But the default mode network doesn’t only exert top-down control over material arising from within; it also helps regulate what is let into consciousness from the world outside. It operates as a kind of filter (or “reducing valve”) charged with admitting only that “measly trickle” of information required for us to get through the day. If not for the brain’s filtering mechanisms, the torrent of information the senses make available to our brains at any given moment might prove difficult to process—as indeed is sometimes the case during the psychedelic experience. “The question,” as David Nutt puts it, “is why the brain is ordinarily so constrained rather than so open?” The answer may be as simple as “efficiency.” Today most neuroscientists work under a paradigm of the brain as a prediction-making machine. To form a perception of something out in the world, the brain takes in as little sensory information as it needs to make an educated guess. We are forever cutting to the chase, basically, and leaping to conclusions, relying on prior experience to inform current perception.

The mask experiment I attempted to perform during my psilocybin journey is a powerful demonstration of this phenomenon. At least when it is working normally, the brain, presented with a few visual clues suggesting it is looking at a face, insists on seeing the face as a convex structure even when it is not, because that’s the way faces usually are.

The philosophical implications of “predictive coding” are deep and strange. The model suggests that our perceptions of the world offer us not a literal transcription of reality but rather a seamless illusion woven from both the data of our senses and the models in our memories. Normal waking consciousness feels perfectly transparent, and yet it is less a window on reality than the product of our imaginations—a kind of controlled hallucination.
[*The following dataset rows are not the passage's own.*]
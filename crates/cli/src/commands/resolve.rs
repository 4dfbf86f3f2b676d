//! `promptgate resolve`: effective capabilities and limits for a role set.

use std::collections::BTreeSet;
use std::sync::Arc;

use promptgate_config::AppConfig;
use promptgate_core::TenantId;
use promptgate_security::{
    AllowedModels, Capabilities, CapabilityResolver, PolicyStore, TenantPolicy,
};

pub fn run(
    config: &AppConfig,
    tenant: &str,
    roles: &[String],
) -> Result<(), Box<dyn std::error::Error>> {
    let policies = Arc::new(PolicyStore::from_config(config));
    let resolver = CapabilityResolver::new(policies.clone());
    let tenant_id = TenantId::from(tenant);
    let roles: BTreeSet<String> = roles.iter().cloned().collect();

    let snapshot = policies.current();
    let Some(policy) = snapshot.tenant(&tenant_id) else {
        return Err(format!("No policy configured for tenant: {tenant}").into());
    };
    let caps = resolver.resolve(&tenant_id, &roles);

    println!("🔐 Capabilities in {tenant}");
    println!("─────────────────────────────────────");
    if caps.permissions.is_empty() {
        println!("  Permissions: (none)");
    } else {
        println!("  Permissions:");
        for perm in &caps.permissions {
            println!("    • {perm}");
        }
    }

    let scope = match &caps.allowed {
        AllowedModels::All => "all enabled".to_string(),
        AllowedModels::Patterns(p) => format!("{} pattern(s)", p.len()),
    };
    println!("  Models ({scope}):");
    let allowed = caps.allowed_models_list();
    if allowed.is_empty() {
        println!("    (none)");
    }
    for model in &allowed {
        let marker = if *model == policy.default_model { " (default)" } else { "" };
        println!("    • {model}{marker}");
    }

    println!();
    for line in limit_lines(&policy, &caps, &roles) {
        println!("  {line}");
    }

    Ok(())
}

/// Limits as `admit` enforces them, permission bypasses included.
fn limit_lines(policy: &TenantPolicy, caps: &Capabilities, roles: &BTreeSet<String>) -> Vec<String> {
    let rate = policy.effective_rate_limit(caps, roles);
    let tokens = policy.effective_token_limit(caps, roles);
    let tokens = if tokens.is_enforced() {
        format!("Tokens: {} per {}h", tokens.tokens_per_period, tokens.period_hours)
    } else {
        "Tokens: unlimited".to_string()
    };
    vec![
        format!(
            "Rate:   {} / minute, {} / hour",
            limit(rate.requests_per_minute),
            limit(rate.requests_per_hour)
        ),
        tokens,
        format!(
            "Context: {} tokens ({} reserved)",
            policy.max_context_tokens, policy.reserve_tokens
        ),
    ]
}

fn limit(value: u64) -> String {
    if value == 0 {
        "unlimited".into()
    } else {
        value.to_string()
    }
}
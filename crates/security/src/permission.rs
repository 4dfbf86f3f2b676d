//! Known permission names.
//!
//! Permissions are flat strings in configuration. The names the
//! governance layer itself acts on are listed here; any other string is
//! still carried through resolution untouched.

use serde::{Deserialize, Serialize};
use std::str::FromStr;

#[derive(Debug, Clone, Copy, PartialEq, Eq, Hash, Serialize, Deserialize)]
#[serde(rename_all = "snake_case")]
pub enum Permission {
    /// Invoke models at all
    UseModels,
    /// Create and delete system prompts
    ManagePrompts,
    /// Change model configuration
    ManageModels,
    /// Skip request-rate quotas
    UnlimitedRate,
    /// Skip token quotas
    UnlimitedTokens,
    /// Read other principals' usage
    ViewAllUsage,
    /// Swap the policy snapshot
    ReloadConfig,
}

impl Permission {
    pub const ALL: [Permission; 7] = [
        Self::UseModels,
        Self::ManagePrompts,
        Self::ManageModels,
        Self::UnlimitedRate,
        Self::UnlimitedTokens,
        Self::ViewAllUsage,
        Self::ReloadConfig,
    ];

    pub fn as_str(&self) -> &'static str {
        match self {
            Self::UseModels => "use_models",
            Self::ManagePrompts => "manage_prompts",
            Self::ManageModels => "manage_models",
            Self::UnlimitedRate => "unlimited_rate",
            Self::UnlimitedTokens => "unlimited_tokens",
            Self::ViewAllUsage => "view_all_usage",
            Self::ReloadConfig => "reload_config",
        }
    }

    /// Whether `name` is one of the known permission names.
    pub fn is_known(name: &str) -> bool {
        name.parse::<Self>().is_ok()
    }
}

impl FromStr for Permission {
    type Err = String;

    fn from_str(s: &str) -> Result<Self, Self::Err> {
        Self::ALL
            .into_iter()
            .find(|p| p.as_str() == s)
            .ok_or_else(|| format!("unknown permission: {s}"))
    }
}

impl std::fmt::Display for Permission {
    fn fmt(&self, f: &mut std::fmt::Formatter<'_>) -> std::fmt::Result {
        f.write_str(self.as_str())
    }
}
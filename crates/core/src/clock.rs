//! Clock abstraction.
//!
//! Quota epochs are derived from wall-clock seconds. Time is injected
//! rather than read directly so that epoch rollover can be tested
//! deterministically.

use std::sync::atomic::{AtomicU64, Ordering};
use std::time::{Duration, SystemTime, UNIX_EPOCH};

/// Source of the current Unix time in whole seconds.
pub trait Clock: Send + Sync {
    fn now_secs(&self) -> u64;
}

/// System clock that uses the real system time.
#[derive(Debug, Clone, Copy, Default)]
pub struct SystemClock;

impl Clock for SystemClock {
    fn now_secs(&self) -> u64 {
        SystemTime::now()
            .duration_since(UNIX_EPOCH)
            .unwrap_or(Duration::ZERO)
            .as_secs()
    }
}

/// Manually driven clock for tests and simulations.
#[derive(Debug, Default)]
pub struct ManualClock {
    now: AtomicU64,
}

impl ManualClock {
    pub fn new(start_secs: u64) -> Self {
        Self {
            now: AtomicU64::new(start_secs),
        }
    }

    /// Move the clock forward.
    pub fn advance(&self, secs: u64) {
        self.now.fetch_add(secs, Ordering::SeqCst);
    }

    pub fn set(&self, secs: u64) {
        self.now.store(secs, Ordering::SeqCst);
    }
}

impl Clock for ManualClock {
    fn now_secs(&self) -> u64 {
        self.now.load(Ordering::SeqCst)
    }
}
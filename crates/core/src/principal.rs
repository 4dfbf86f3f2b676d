//! Tenant and principal identity types.
//!
//! A principal is ephemeral: it is supplied per call by the caller's
//! role lookup and never persisted by the governance layer.

use serde::{Deserialize, Serialize};
use std::collections::BTreeSet;

/// Identifier of a tenant (a guild, workspace, or organisation).
#[derive(Debug, Clone, PartialEq, Eq, Hash, PartialOrd, Ord, Serialize, Deserialize)]
pub struct TenantId(pub String);

impl TenantId {
    pub fn from(s: &str) -> Self {
        Self(s.to_string())
    }

    pub fn as_str(&self) -> &str {
        &self.0
    }
}

impl std::fmt::Display for TenantId {
    fn fmt(&self, f: &mut std::fmt::Formatter<'_>) -> std::fmt::Result {
        write!(f, "{}", self.0)
    }
}

/// Opaque identifier of the user a request is evaluated for.
#[derive(Debug, Clone, PartialEq, Eq, Hash, PartialOrd, Ord, Serialize, Deserialize)]
pub struct PrincipalId(pub String);

impl PrincipalId {
    pub fn from(s: &str) -> Self {
        Self(s.to_string())
    }

    pub fn as_str(&self) -> &str {
        &self.0
    }
}

impl std::fmt::Display for PrincipalId {
    fn fmt(&self, f: &mut std::fmt::Formatter<'_>) -> std::fmt::Result {
        write!(f, "{}", self.0)
    }
}

/// A principal and the roles it holds within one tenant.
#[derive(Debug, Clone, PartialEq, Eq, Serialize, Deserialize)]
pub struct Principal {
    pub tenant: TenantId,
    pub id: PrincipalId,
    #[serde(default)]
    pub roles: BTreeSet<String>,
}

impl Principal {
    pub fn new(tenant: &str, id: &str) -> Self {
        Self {
            tenant: TenantId::from(tenant),
            id: PrincipalId::from(id),
            roles: BTreeSet::new(),
        }
    }

    /// Add a role membership.
    pub fn with_role(mut self, role: impl Into<String>) -> Self {
        self.roles.insert(role.into());
        self
    }

    pub fn holds(&self, role: &str) -> bool {
        self.roles.contains(role)
    }
}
This raises a question: How is normal waking consciousness any different from other, seemingly less faithful productions of our imagination—such as dreams or psychotic delusions or psychedelic trips? In fact, all these states of consciousness are “imagined”: they’re mental constructs that weave together some news of the world with priors of various kinds. But in the case of normal waking consciousness, the handshake between the data of our senses and our preconceptions is especially firm. That’s because it is subject to a continual process of reality testing, as when you reach out to confirm the existence of the object in your visual field or, upon waking from a nightmare, consult your memory to see if you really did show up to teach a class without any clothes on. Unlike these other states of consciousness, ordinary waking consciousness has been optimized by natural selection to best facilitate our everyday survival.

Indeed, that feeling of transparency we associate with ordinary consciousness may owe more to familiarity and habit than it does to verisimilitude. As a psychonaut acquaintance put it to me, “If it were possible to temporarily experience another person’s mental state, my guess is that it would feel more like a psychedelic state than a ‘normal’ state, because of its massive disparity with whatever mental state is habitual with you.”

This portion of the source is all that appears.